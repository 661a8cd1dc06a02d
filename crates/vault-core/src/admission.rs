// SPDX-License-Identifier: BUSL-1.1
// Copyright (c) 2026 Alfred Jean LLC

//! Result-typed admission control. Replaces exception-driven "deny by
//! raising" control flow: a caller evaluating whether an action may
//! proceed gets back a value describing the decision and, on denial, the
//! reason, rather than a `Result` whose `Err` variant is used for a
//! perfectly ordinary "no".

use std::fmt;

/// The outcome of an admission check (GPU acquisition, quarantine
/// submission caps, update-apply mutual exclusion, …). `allowed=false`
/// always carries a `reason`.
#[derive(Debug, Clone, PartialEq, Eq)]
pub struct AdmissionDecision {
    pub allowed: bool,
    pub reason: Option<String>,
}

impl AdmissionDecision {
    pub fn allow() -> Self {
        AdmissionDecision {
            allowed: true,
            reason: None,
        }
    }

    pub fn deny(reason: impl Into<String>) -> Self {
        AdmissionDecision {
            allowed: false,
            reason: Some(reason.into()),
        }
    }

    pub fn is_allowed(&self) -> bool {
        self.allowed
    }

    /// Converts a denial into a `CoreError::conflict`; panics (via `debug_assert`)
    /// if called on an allowed decision, since that would indicate a caller bug.
    pub fn into_conflict(self) -> Option<crate::error::CoreError> {
        if self.allowed {
            None
        } else {
            Some(crate::error::CoreError::conflict(
                self.reason.unwrap_or_else(|| "admission denied".to_string()),
            ))
        }
    }
}

impl fmt::Display for AdmissionDecision {
    fn fmt(&self, f: &mut fmt::Formatter<'_>) -> fmt::Result {
        match (&self.allowed, &self.reason) {
            (true, _) => write!(f, "allowed"),
            (false, Some(reason)) => write!(f, "denied: {reason}"),
            (false, None) => write!(f, "denied"),
        }
    }
}

#[cfg(test)]
#[path = "admission_tests.rs"]
mod tests;
// SPDX-License-Identifier: BUSL-1.1
// Copyright (c) 2026 Alfred Jean LLC

//! The HTTP surface: a `/vault` control-plane prefix and a `/v1`
//! inference-compatibility prefix, both served by the same process and
//! sharing the same [`AppState`].

pub mod auth;
pub mod error;
pub mod pty;
pub mod restarter;
pub mod routes;
pub mod session;
pub mod state;
pub mod ws;

#[cfg(test)]
pub mod test_support;

use axum::Router;
use tower_http::cors::{Any, CorsLayer};
use tower_http::trace::TraceLayer;

pub use state::AppState;

pub fn build_router(state: AppState) -> Router {
    let cors = CorsLayer::new().allow_origin(Any).allow_methods(Any).allow_headers(Any);

    Router::new()
        .merge(routes::system::router())
        .merge(routes::training::router())
        .merge(routes::eval::router())
        .merge(routes::adapters::router())
        .merge(routes::quarantine::router())
        .merge(routes::updates::router())
        .merge(routes::admin::router())
        .merge(routes::auth::router())
        .merge(routes::inference::router())
        .merge(ws::router())
        .layer(TraceLayer::new_for_http())
        .layer(cors)
        .with_state(state)
}
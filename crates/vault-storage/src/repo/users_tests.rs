use super::*;

fn ts() -> chrono::DateTime<chrono::Utc> {
    chrono::DateTime::from_timestamp(1_700_000_000, 0).unwrap()
}

#[tokio::test]
async fn insert_then_find_by_email() {
    let pool = crate::pool::open_in_memory().await.unwrap();
    let user = User::new_local(UserId::new("u1"), "Ada", "ada@example.com", Role::User, "hash", ts());
    insert_user(&pool, &user).await.unwrap();
    let found = get_user_by_email(&pool, "ada@example.com").await.unwrap().unwrap();
    assert_eq!(found.id, user.id);
}

#[tokio::test]
async fn api_key_hash_lookup_only_finds_active() {
    let pool = crate::pool::open_in_memory().await.unwrap();
    let key = ApiKey {
        id: ApiKeyId::new("0"),
        key_hash: "hash123".into(),
        key_prefix: "sk-abcdefgh".into(),
        label: "ci".into(),
        scope: ApiKeyScope::User,
        is_active: true,
        user_id: None,
        created_at: ts(),
        last_used_at: None,
        notes: None,
    };
    let id = insert_api_key(&pool, &key).await.unwrap();
    let found = find_by_hash(&pool, "hash123").await.unwrap().unwrap();
    assert_eq!(found.id, ApiKeyId::new(id.to_string()));
}
// SPDX-License-Identifier: BUSL-1.1
// Copyright (c) 2026 Alfred Jean LLC

//! Wires every subsystem crate into one `AppState`. Mirrors
//! `vault_api::test_support::state`, but against real I/O: a file-backed
//! database, a probed rule-matcher engine, and a blacklist loaded from
//! disk instead of an empty one.

use std::sync::Arc;
use std::time::Duration;

use parking_lot::RwLock;
use thiserror::Error;
use vault_adapters::gpu_probe::NvidiaSmiProbe;
use vault_adapters::rule_matcher::{self, FileBackedRuleMatcher, RuleMatcher};
use vault_core::id::UuidIdGen;
use vault_ops::adapters::AdapterManager;
use vault_ops::service_manager::SystemdServiceManager;
use vault_ops::uptime_monitor::UptimeMonitor;
use vault_quarantine::config::QuarantineConfig;
use vault_quarantine::hash_blacklist::HashBlacklist;
use vault_quarantine::pipeline::PipelineDriver;
use vault_quarantine::stage::Stage;
use vault_quarantine::stages::{
    AntivirusStage, ContentPolicyStage, HashBlacklistStage, RuleScanStage, SanitizationStage, SizeSniffStage,
};
use vault_scheduler::gpu::{GpuScheduler, GpuSchedulerConfig};
use vault_scheduler::runner::JobRunner;
use vault_scheduler::sink::WorkloadStatusSink;
use vault_update::engine::UpdatePaths;
use vault_api::restarter::HttpHealthRestarter;
use vault_api::state::AppState;

use crate::config::Settings;

#[derive(Debug, Error)]
pub enum BuildError {
    #[error("failed to open database at {path}: {source}")]
    Storage {
        path: String,
        #[source]
        source: vault_storage::pool::StorageInitError,
    },
}

/// Builds the process's single `AppState` from loaded settings. Runs once,
/// at startup, before the HTTP listener binds.
pub async fn build_state(settings: &Settings) -> Result<AppState, BuildError> {
    if let Some(parent) = settings.db_path.parent() {
        let _ = tokio::fs::create_dir_all(parent).await;
    }

    let pool = vault_storage::pool::open(&settings.db_path)
        .await
        .map_err(|source| BuildError::Storage {
            path: settings.db_path.display().to_string(),
            source,
        })?;

    let gpu = Arc::new(GpuScheduler::new(NvidiaSmiProbe, GpuSchedulerConfig::default()));
    let sink = Arc::new(WorkloadStatusSink::new(pool.clone(), Arc::clone(&gpu)));
    let runner = Arc::new(JobRunner::new(sink));

    let health_url = format!("{}/health", settings.inference_base_url.trim_end_matches('/'));
    let http_client = reqwest::Client::builder()
        .connect_timeout(Duration::from_secs(5))
        .build()
        .unwrap_or_else(|_| reqwest::Client::new());

    let adapter_manager = Arc::new(AdapterManager::new(
        pool.clone(),
        settings.engine_config_path.clone(),
        HttpHealthRestarter {
            client: http_client.clone(),
            health_url,
            poll_interval: Duration::from_secs(2),
            timeout: Duration::from_secs(60),
        },
    ));

    let service_manager = Arc::new(SystemdServiceManager);
    let uptime_monitor = Arc::new(UptimeMonitor::new(SystemdServiceManager, pool.clone()));

    let rule_matcher = load_rule_matcher(&settings.rules_dir).await;
    let hash_blacklist = match HashBlacklist::load(&settings.hash_blacklist_path).await {
        Ok(list) => list,
        Err(e) => {
            tracing::warn!(path = %settings.hash_blacklist_path.display(), error = %e, "no hash blacklist loaded, starting empty");
            HashBlacklist::empty()
        }
    };

    let stages: Vec<Box<dyn Stage>> = vec![
        Box::new(SizeSniffStage),
        Box::new(AntivirusStage),
        Box::new(RuleScanStage::new(Arc::new(rule_matcher))),
        Box::new(ContentPolicyStage),
        Box::new(SanitizationStage),
        Box::new(HashBlacklistStage::new(Arc::new(hash_blacklist))),
    ];
    let quarantine_config = QuarantineConfig::default();
    let quarantine_pipeline = Arc::new(PipelineDriver::new(pool.clone(), stages, quarantine_config.clone()));

    let update_paths = Arc::new(UpdatePaths {
        staging_root: settings.update_staging_root.clone(),
        backup_root: settings.update_backup_root.clone(),
        install_root: settings.update_install_root.clone(),
        public_key_path: settings.update_public_key_path.clone(),
    });

    Ok(AppState {
        pool,
        session_secret: Arc::new(settings.session_secret.clone()),
        gpu,
        runner,
        adapter_manager,
        service_manager,
        uptime_monitor,
        quarantine: Arc::new(RwLock::new(quarantine_config)),
        quarantine_pipeline,
        update_paths,
        http_client,
        inference_base_url: Arc::from(settings.inference_base_url.as_str()),
        id_gen: UuidIdGen,
    })
}

/// Probes for an installed rule-matcher engine and loads rule files from
/// `rules_dir`. Never fails the daemon: an unreadable directory or an
/// absent engine just means the quarantine pipeline runs with zero rules
/// loaded, same as a freshly provisioned appliance with no signature
/// bundle installed yet.
async fn load_rule_matcher(rules_dir: &std::path::Path) -> FileBackedRuleMatcher {
    let engine = rule_matcher::probe_engine().await;
    let mut matcher = FileBackedRuleMatcher::new(engine);

    if engine.is_none() {
        tracing::warn!("no rule matcher engine found on this host, quarantine rule scan stage is inert");
        return matcher;
    }

    if let Err(e) = tokio::fs::create_dir_all(rules_dir).await {
        tracing::warn!(dir = %rules_dir.display(), error = %e, "could not create rules directory");
        return matcher;
    }

    match matcher.load_rules(rules_dir).await {
        Ok(count) => tracing::info!(count, dir = %rules_dir.display(), "loaded quarantine rules"),
        Err(e) => tracing::warn!(dir = %rules_dir.display(), error = %e, "failed to load quarantine rules, starting empty"),
    }
    matcher
}

#[cfg(test)]
#[path = "build_tests.rs"]
mod tests;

· · ·

Exercise: Return each line of the material in which the string "RuleScanStage" can be found.

Expected output:
    AntivirusStage, ContentPolicyStage, HashBlacklistStage, RuleScanStage, SanitizationStage, SizeSniffStage,
        Box::new(RuleScanStage::new(Arc::new(rule_matcher))),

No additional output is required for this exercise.